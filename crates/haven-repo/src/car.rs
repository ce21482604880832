use atrium_repo::blockstore::{AsyncBlockStoreWrite, CarStore, SHA2_256};
use atrium_repo::Cid;
use haven_core::{PdsError, PdsResult};

/// Packs a commit's new blocks into a CAR v1 file with `root` as its single
/// root CID — the payload a firehose commit event carries so a subscriber
/// can verify the write without a separate fetch.
pub async fn build_car(root: Cid, blocks: &[(Cid, Vec<u8>)]) -> PdsResult<Vec<u8>> {
    let mut car_buf = Vec::new();
    let mut car_store = CarStore::create_with_roots(std::io::Cursor::new(&mut car_buf), [root])
        .await
        .map_err(|e| PdsError::storage(format!("failed to create CAR: {e}")))?;

    for (cid, block) in blocks {
        car_store
            .write_block(cid.codec(), SHA2_256, block)
            .await
            .map_err(|e| PdsError::storage(format!("failed to write block to CAR: {e}")))?;
    }

    drop(car_store);
    Ok(car_buf)
}
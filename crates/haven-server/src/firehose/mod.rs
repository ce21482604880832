pub mod dispatch;
pub mod events;
pub mod stream;
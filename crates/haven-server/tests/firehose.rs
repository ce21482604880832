use std::time::Duration;

use haven_server::build_router;
use haven_test_utils::*;
use serde_json::json;

#[tokio::test]
async fn subscriber_receives_event_after_create_record() {
    let test_store = create_test_store().await;
    let actor = provision_actor(&test_store.store, "fire.test.pds.local", TEST_HOST).await;
    let state = create_test_app_state(test_store.store, Vec::new());
    let router = build_router(state.clone());

    let (_id, mut rx) = state.firehose.register(None).await;

    let (status, _) = send_request(
        &router,
        "POST",
        "/xrpc/com.atproto.repo.createRecord",
        TEST_HOST,
        Some(&actor.access_jwt),
        Some(json!({
            "repo": actor.did,
            "collection": "app.bsky.feed.post",
            "record": { "$type": "app.bsky.feed.post", "text": "firehose test", "createdAt": "2025-01-01T00:00:00Z" }
        })),
    )
    .await;
    assert_eq!(status, 200);

    let event = tokio::time::timeout(Duration::from_secs(5), rx.recv())
        .await
        .expect("subscriber should receive an event before the timeout")
        .expect("dispatcher channel should not close");
    assert_eq!(event.repo, actor.did);
    assert_eq!(event.pds_host, TEST_HOST);
    assert!(!event.commit.is_empty());
    assert_eq!(event.ops.len(), 1);
}

#[tokio::test]
async fn subscriber_with_host_filter_ignores_other_hosts() {
    let test_store = create_test_store().await;
    let actor = provision_actor(&test_store.store, "filtered.test.pds.local", TEST_HOST).await;
    let state = create_test_app_state(test_store.store, Vec::new());
    let router = build_router(state.clone());

    let (_id, mut rx) = state.firehose.register(Some("someone-elses-host.example".to_string())).await;

    send_request(
        &router,
        "POST",
        "/xrpc/com.atproto.repo.createRecord",
        TEST_HOST,
        Some(&actor.access_jwt),
        Some(json!({
            "repo": actor.did,
            "collection": "app.bsky.feed.post",
            "record": { "$type": "app.bsky.feed.post", "text": "not for you", "createdAt": "2025-01-01T00:00:00Z" }
        })),
    )
    .await;

    let result = tokio::time::timeout(Duration::from_millis(300), rx.recv()).await;
    assert!(result.is_err(), "subscriber filtered to another host should not see this event");
}

#[tokio::test]
async fn deregistered_subscriber_stops_receiving() {
    let test_store = create_test_store().await;
    let actor = provision_actor(&test_store.store, "degone.test.pds.local", TEST_HOST).await;
    let state = create_test_app_state(test_store.store, Vec::new());
    let router = build_router(state.clone());

    let (id, mut rx) = state.firehose.register(None).await;
    state.firehose.deregister(id).await;

    send_request(
        &router,
        "POST",
        "/xrpc/com.atproto.repo.createRecord",
        TEST_HOST,
        Some(&actor.access_jwt),
        Some(json!({
            "repo": actor.did,
            "collection": "app.bsky.feed.post",
            "record": { "$type": "app.bsky.feed.post", "text": "after deregister", "createdAt": "2025-01-01T00:00:00Z" }
        })),
    )
    .await;

    let result = tokio::time::timeout(Duration::from_millis(300), rx.recv()).await;
    assert!(result.is_err(), "deregistered subscriber should not be woken");
}

#[tokio::test]
async fn multiple_subscribers_each_get_their_own_copy() {
    let test_store = create_test_store().await;
    let actor = provision_actor(&test_store.store, "multi.test.pds.local", TEST_HOST).await;
    let state = create_test_app_state(test_store.store, Vec::new());
    let router = build_router(state.clone());

    let (_id_a, mut rx_a) = state.firehose.register(None).await;
    let (_id_b, mut rx_b) = state.firehose.register(None).await;

    send_request(
        &router,
        "POST",
        "/xrpc/com.atproto.repo.createRecord",
        TEST_HOST,
        Some(&actor.access_jwt),
        Some(json!({
            "repo": actor.did,
            "collection": "app.bsky.feed.post",
            "record": { "$type": "app.bsky.feed.post", "text": "fan out", "createdAt": "2025-01-01T00:00:00Z" }
        })),
    )
    .await;

    let event_a = tokio::time::timeout(Duration::from_secs(5), rx_a.recv()).await.unwrap().unwrap();
    let event_b = tokio::time::timeout(Duration::from_secs(5), rx_b.recv()).await.unwrap().unwrap();
    assert_eq!(event_a.seq, event_b.seq);
    assert_eq!(event_a.repo, actor.did);
}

= = = = = = =

What is needed: Write out word for word only the lines from the start of the entries down to the line with "use std::time::Duration;", please, including both ends.

Reply:
filename crates/haven-repo/src/car.rs
repository ce21482604880832
use atrium_repo::blockstore::{AsyncBlockStoreWrite, CarStore, SHA2_256};
use atrium_repo::Cid;
use haven_core::{PdsError, PdsResult};

/// Packs a commit's new blocks into a CAR v1 file with `root` as its single
/// root CID — the payload a firehose commit event carries so a subscriber
/// can verify the write without a separate fetch.
pub async fn build_car(root: Cid, blocks: &[(Cid, Vec<u8>)]) -> PdsResult<Vec<u8>> {
    let mut car_buf = Vec::new();
    let mut car_store = CarStore::create_with_roots(std::io::Cursor::new(&mut car_buf), [root])
        .await
        .map_err(|e| PdsError::storage(format!("failed to create CAR: {e}")))?;

    for (cid, block) in blocks {
        car_store
            .write_block(cid.codec(), SHA2_256, block)
            .await
            .map_err(|e| PdsError::storage(format!("failed to write block to CAR: {e}")))?;
    }

    drop(car_store);
    Ok(car_buf)
}
filename crates/haven-server/src/firehose/mod.rs
repository ce21482604880832
pub mod dispatch;
pub mod events;
pub mod stream;
filename crates/haven-server/tests/firehose.rs
repository ce21482604880832
use std::time::Duration;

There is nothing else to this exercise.